Even in the liberal city of Austin (Austin is not really part of Texas, it is its own little world), the nude still shocks people. This dynamic baffles me. Americans, who watch R-rated movies with both nudity and truly pornographic violence, still find a painting, a drawing, a sculpture of the nude scandalous. When parents say, "I let my child watch that R-rated film, because it was "only" rated R for violence," I am perplexed. As if violence in movies doesn't numb us to violence in reality.

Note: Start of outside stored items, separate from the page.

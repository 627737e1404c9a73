//! Signed extrinsic construction.
//!
//! Wire format of a signed (version 4) extrinsic:
//!
//! ```text
//! compact(len) ++ 0x84 ++ 0x00 ++ account ++ signature ++ era ++ compact(nonce) ++ compact(tip) ++ call
//! ```
//!
//! The signature covers the [`SigningPayload`]: the call, the signed extra
//! (era, nonce, tip) and the implicit data the runtime checks but does not
//! transmit (spec version, transaction version, genesis hash, era checkpoint).

use cess_types::{AccountId, Balance, BlockHash, Nonce, TxHash, blake2_256};
use parity_scale_codec::{Compact, Decode, Encode, Input};

use crate::{
    error::{EncodingSnafu, Result},
    metadata::Metadata,
    signer::MultiSignature,
};

/// Version byte of a signed extrinsic (`0b1000_0000 | 4`).
const SIGNED_V4: u8 = 0x84;

/// `MultiAddress::Id` tag.
const ADDRESS_ID: u8 = 0x00;

/// Payloads longer than this are hashed before signing.
const MAX_UNHASHED_PAYLOAD: usize = 256;

/// Transaction validity window.
#[derive(Debug, Clone, Copy, PartialEq, Eq)]
pub enum Era {
    /// Valid forever.
    Immortal,
    /// Valid for `period` blocks starting at the block whose number is `phase` modulo `period`.
    Mortal {
        /// Power of two in `4..=65536`.
        period: u64,
        /// Position of the birth block within the period.
        phase: u64,
    },
}

impl Era {
    /// Mortal era of roughly `period` blocks starting at `current`.
    ///
    /// `period` is rounded up to a power of two and clamped to `4..=65536`.
    #[must_use]
    pub fn mortal(period: u64, current: u64) -> Self {
        let period = period.checked_next_power_of_two().unwrap_or(1 << 16).clamp(4, 1 << 16);
        let phase = current % period;
        let quantize_factor = (period >> 12).max(1);
        let quantized_phase = phase / quantize_factor * quantize_factor;
        Self::Mortal { period, phase: quantized_phase }
    }

    /// First block number at which a transaction with this era is valid,
    /// given that it was built at `current`.
    #[must_use]
    pub fn birth(self, current: u64) -> u64 {
        match self {
            Self::Immortal => 0,
            Self::Mortal { period, phase } => (current.max(phase) - phase) / period * period + phase,
        }
    }

    /// Whether the era has no expiry.
    #[must_use]
    pub fn is_immortal(self) -> bool {
        matches!(self, Self::Immortal)
    }
}

impl Encode for Era {
    fn encode_to<T: parity_scale_codec::Output + ?Sized>(&self, output: &mut T) {
        match *self {
            Self::Immortal => output.push_byte(0),
            Self::Mortal { period, phase } => {
                let quantize_factor = (period >> 12).max(1);
                let low = u64::from(period.trailing_zeros().saturating_sub(1).clamp(1, 15));
                let encoded = (low | ((phase / quantize_factor) << 4)) as u16;
                encoded.encode_to(output);
            },
        }
    }
}

impl Decode for Era {
    fn decode<I: Input>(input: &mut I) -> std::result::Result<Self, parity_scale_codec::Error> {
        let first = input.read_byte()?;
        if first == 0 {
            return Ok(Self::Immortal);
        }
        let encoded = u64::from(first) + (u64::from(input.read_byte()?) << 8);
        let period = 2 << (encoded % (1 << 4));
        let quantize_factor = (period >> 12).max(1);
        let phase = (encoded >> 4) * quantize_factor;
        if period >= 4 && phase < period {
            Ok(Self::Mortal { period, phase })
        } else {
            Err("Invalid period and phase".into())
        }
    }
}

/// A call by name with its SCALE-encoded arguments.
///
/// Arguments are appended in declaration order; the runtime decodes them
/// positionally.
#[derive(Debug, Clone, PartialEq, Eq)]
pub struct CallRequest {
    descriptor: String,
    args: Vec<u8>,
}

impl CallRequest {
    /// Starts a call to `"Module.method"` with no arguments.
    pub fn new(descriptor: impl Into<String>) -> Self {
        Self { descriptor: descriptor.into(), args: Vec::new() }
    }

    /// Appends one encoded argument.
    #[must_use]
    pub fn arg<A: Encode + ?Sized>(mut self, value: &A) -> Self {
        value.encode_to(&mut self.args);
        self
    }

    /// Appends pre-encoded argument bytes.
    #[must_use]
    pub fn raw_args(mut self, bytes: &[u8]) -> Self {
        self.args.extend_from_slice(bytes);
        self
    }

    /// The `"Module.method"` descriptor.
    #[must_use]
    pub fn descriptor(&self) -> &str {
        &self.descriptor
    }

    /// Encoded arguments.
    #[must_use]
    pub fn args(&self) -> &[u8] {
        &self.args
    }

    /// Encodes `pallet_index ++ call_index ++ args` using `metadata`.
    ///
    /// # Errors
    ///
    /// Returns an encoding error if the descriptor does not resolve.
    pub fn encode_call(&self, metadata: &Metadata) -> Result<Vec<u8>> {
        let (pallet, call) = metadata.call_index(&self.descriptor)?;
        let mut out = Vec::with_capacity(2 + self.args.len());
        out.push(pallet);
        out.push(call);
        out.extend_from_slice(&self.args);
        Ok(out)
    }
}

/// Fields the signer commits to.
#[derive(Debug, Clone, PartialEq, Eq)]
pub struct SigningPayload<'a> {
    /// Encoded call.
    pub call: &'a [u8],
    /// Validity window.
    pub era: Era,
    /// Account nonce.
    pub nonce: Nonce,
    /// Priority tip.
    pub tip: Balance,
    /// Runtime spec version.
    pub spec_version: u32,
    /// Runtime transaction version.
    pub transaction_version: u32,
    /// Genesis hash.
    pub genesis_hash: BlockHash,
    /// Era birth block hash (the genesis hash for immortal transactions).
    pub checkpoint: BlockHash,
}

impl SigningPayload<'_> {
    /// Bytes handed to the signer, hashed with BLAKE2b-256 when longer than 256 bytes.
    #[must_use]
    pub fn to_signable(&self) -> Vec<u8> {
        let mut out = Vec::with_capacity(self.call.len() + 96);
        out.extend_from_slice(self.call);
        self.era.encode_to(&mut out);
        Compact(self.nonce).encode_to(&mut out);
        Compact(self.tip).encode_to(&mut out);
        self.spec_version.encode_to(&mut out);
        self.transaction_version.encode_to(&mut out);
        out.extend_from_slice(self.genesis_hash.as_bytes());
        out.extend_from_slice(self.checkpoint.as_bytes());
        if out.len() > MAX_UNHASHED_PAYLOAD { blake2_256(&out).to_vec() } else { out }
    }
}

/// A signed extrinsic ready for submission.
#[derive(Debug, Clone, PartialEq, Eq)]
pub struct UncheckedExtrinsic {
    /// Signing account.
    pub signer: AccountId,
    /// Signature over the signing payload.
    pub signature: MultiSignature,
    /// Validity window.
    pub era: Era,
    /// Account nonce.
    pub nonce: Nonce,
    /// Priority tip.
    pub tip: Balance,
    /// Encoded call.
    pub call: Vec<u8>,
}

impl UncheckedExtrinsic {
    /// Encodes the extrinsic with its length prefix.
    #[must_use]
    pub fn encode(&self) -> Vec<u8> {
        let mut body = Vec::with_capacity(self.call.len() + 128);
        body.push(SIGNED_V4);
        body.push(ADDRESS_ID);
        self.signer.encode_to(&mut body);
        self.signature.encode_to(&mut body);
        self.era.encode_to(&mut body);
        Compact(self.nonce).encode_to(&mut body);
        Compact(self.tip).encode_to(&mut body);
        body.extend_from_slice(&self.call);

        let mut out = Compact(body.len() as u32).encode();
        out.extend_from_slice(&body);
        out
    }

    /// Decodes a length-prefixed signed extrinsic.
    ///
    /// # Errors
    ///
    /// Returns an encoding error if the bytes are truncated, the length prefix
    /// disagrees with the body, or the extrinsic is unsigned.
    pub fn decode(bytes: &[u8]) -> Result<Self> {
        let mut input = bytes;
        let len = cess_types::decode_prefix::<Compact<u32>>(&mut input)?.0 as usize;
        if input.len() != len {
            return EncodingSnafu {
                message: format!("extrinsic length prefix {len} but body is {} bytes", input.len()),
            }
            .fail();
        }

        let version: u8 = cess_types::decode_prefix(&mut input)?;
        let address_tag: u8 = cess_types::decode_prefix(&mut input)?;
        if version != SIGNED_V4 || address_tag != ADDRESS_ID {
            return EncodingSnafu {
                message: format!("unsupported extrinsic version {version:#04x}/{address_tag}"),
            }
            .fail();
        }

        let signer = cess_types::decode_prefix(&mut input)?;
        let signature = cess_types::decode_prefix(&mut input)?;
        let era = cess_types::decode_prefix(&mut input)?;
        let nonce = cess_types::decode_prefix::<Compact<Nonce>>(&mut input)?.0;
        let tip = cess_types::decode_prefix::<Compact<Balance>>(&mut input)?.0;
        Ok(Self { signer, signature, era, nonce, tip, call: input.to_vec() })
    }
}

/// Hash that identifies an encoded extrinsic.
#[must_use]
pub fn tx_hash(encoded: &[u8]) -> TxHash {
    TxHash(blake2_256(encoded))
}

#[cfg(test)]
#[allow(clippy::unwrap_used, clippy::expect_used, clippy::panic)]
mod tests {
    use super::*;
    use crate::{
        metadata::{IndexedName, PalletMetadata},
        signer::{Ed25519Signer, Signer, verify},
    };

    fn metadata() -> Metadata {
        Metadata::new(vec![PalletMetadata {
            name: "FileBank".to_owned(),
            index: 11,
            calls: vec![IndexedName::new("create_bucket", 7)],
            storage: vec![],
            events: vec![],
            errors: vec![],
        }])
    }

    #[test]
    fn immortal_era_is_single_zero_byte() {
        assert_eq!(Era::Immortal.encode(), vec![0]);
        assert_eq!(cess_types::decode::<Era>(&[0]).unwrap(), Era::Immortal);
    }

    #[test]
    fn mortal_era_known_encodings() {
        // period 64, phase 42 (current block 42)
        let era = Era::mortal(64, 42);
        assert_eq!(era, Era::Mortal { period: 64, phase: 42 });
        assert_eq!(era.encode(), vec![0xa5, 0x02]);
        assert_eq!(cess_types::decode::<Era>(&[0xa5, 0x02]).unwrap(), era);

        // period 32768, phase 20000 quantized by 8
        let era = Era::mortal(32768, 20000);
        assert_eq!(era, Era::Mortal { period: 32768, phase: 20000 });
        assert_eq!(era.encode(), vec![0x4e, 0x9c]);
    }

    #[test]
    fn mortal_period_is_rounded_and_clamped() {
        assert!(matches!(Era::mortal(50, 0), Era::Mortal { period: 64, .. }));
        assert!(matches!(Era::mortal(1, 0), Era::Mortal { period: 4, .. }));
        assert!(matches!(Era::mortal(1 << 20, 0), Era::Mortal { period: 65536, .. }));
    }

    #[test]
    fn era_birth() {
        let era = Era::mortal(64, 1000);
        assert_eq!(era.birth(1000), 1000);
        assert_eq!(era.birth(1010), 1000);
        assert_eq!(Era::Immortal.birth(1000), 0);
    }

    #[test]
    fn call_encoding_prefixes_indices() {
        let call = CallRequest::new("FileBank.create_bucket").arg(&[1u8; 32]).arg(&b"bucket".to_vec());
        let encoded = call.encode_call(&metadata()).unwrap();
        assert_eq!(&encoded[..2], &[11, 7]);
        assert_eq!(encoded.len(), 2 + 32 + 1 + 6);
        assert!(CallRequest::new("FileBank.missing").encode_call(&metadata()).is_err());
    }

    #[test]
    fn long_payload_is_hashed() {
        let call = vec![0u8; 300];
        let payload = SigningPayload {
            call: &call,
            era: Era::Immortal,
            nonce: 0,
            tip: 0,
            spec_version: 1,
            transaction_version: 1,
            genesis_hash: BlockHash([1; 32]),
            checkpoint: BlockHash([1; 32]),
        };
        assert_eq!(payload.to_signable().len(), 32);

        let short = SigningPayload { call: &call[..2], ..payload };
        // call ++ era ++ nonce ++ tip ++ spec ++ tx ++ genesis ++ checkpoint
        assert_eq!(short.to_signable().len(), 2 + 1 + 1 + 1 + 4 + 4 + 32 + 32);
    }

    #[test]
    fn signed_extrinsic_layout_and_decode() {
        let signer = Ed25519Signer::from_seed([5; 32]);
        let call = CallRequest::new("FileBank.create_bucket").arg(&7u32).encode_call(&metadata()).unwrap();
        let payload = SigningPayload {
            call: &call,
            era: Era::mortal(64, 100),
            nonce: 5,
            tip: 0,
            spec_version: 100,
            transaction_version: 1,
            genesis_hash: BlockHash([2; 32]),
            checkpoint: BlockHash([3; 32]),
        };
        let signature = signer.sign(&payload.to_signable()).unwrap();
        let xt = UncheckedExtrinsic {
            signer: signer.account_id(),
            signature,
            era: payload.era,
            nonce: 5,
            tip: 0,
            call: call.clone(),
        };
        let bytes = xt.encode();

        // compact(len) is two bytes here because the body exceeds 63 bytes
        let body = &bytes[2..];
        assert_eq!(body[0], 0x84);
        assert_eq!(body[1], 0x00);
        assert_eq!(&body[2..34], signer.account_id().as_bytes());
        assert_eq!(body[34], 0x00, "ed25519 signature tag");

        let decoded = UncheckedExtrinsic::decode(&bytes).unwrap();
        assert_eq!(decoded, xt);
        assert_eq!(decoded.nonce, 5);
        assert!(verify(&decoded.signer, &payload.to_signable(), &decoded.signature));

        assert_eq!(tx_hash(&bytes), tx_hash(&bytes));
        assert_ne!(tx_hash(&bytes), tx_hash(&bytes[1..]));
    }

    #[test]
    fn decode_rejects_bad_length_and_unsigned() {
        let mut bytes = Compact(3u32).encode();
        bytes.extend([0x04, 0x00, 0x00]);
        assert!(UncheckedExtrinsic::decode(&bytes).is_err());

        let mut short = Compact(10u32).encode();
        short.extend([0x84, 0x00]);
        assert!(UncheckedExtrinsic::decode(&short).is_err());
    }
}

Sheesh. I blame the state of art education in our country. Few people have even a passing familiarity with art history. They know of Michelangelo's David, and would probably visit it if they found themselves in Florence. Perhaps they have seen images of Botticelli's Venus, from his painting "The Birth of Venus". They could visit her in Florence as well, at the Uffizzi Gallery, the house of so many of the greatest works of Western art. Would they flinch, seeing these works? The David was commissioned to stand in the public square, as a symbol of the city of Florence. Men, women and children walked by for centuries. Did they shield their eyes?
So, I offer images of both works. Judge for yourself. And make the pilgrimage to Florence before you die. You won't regret it.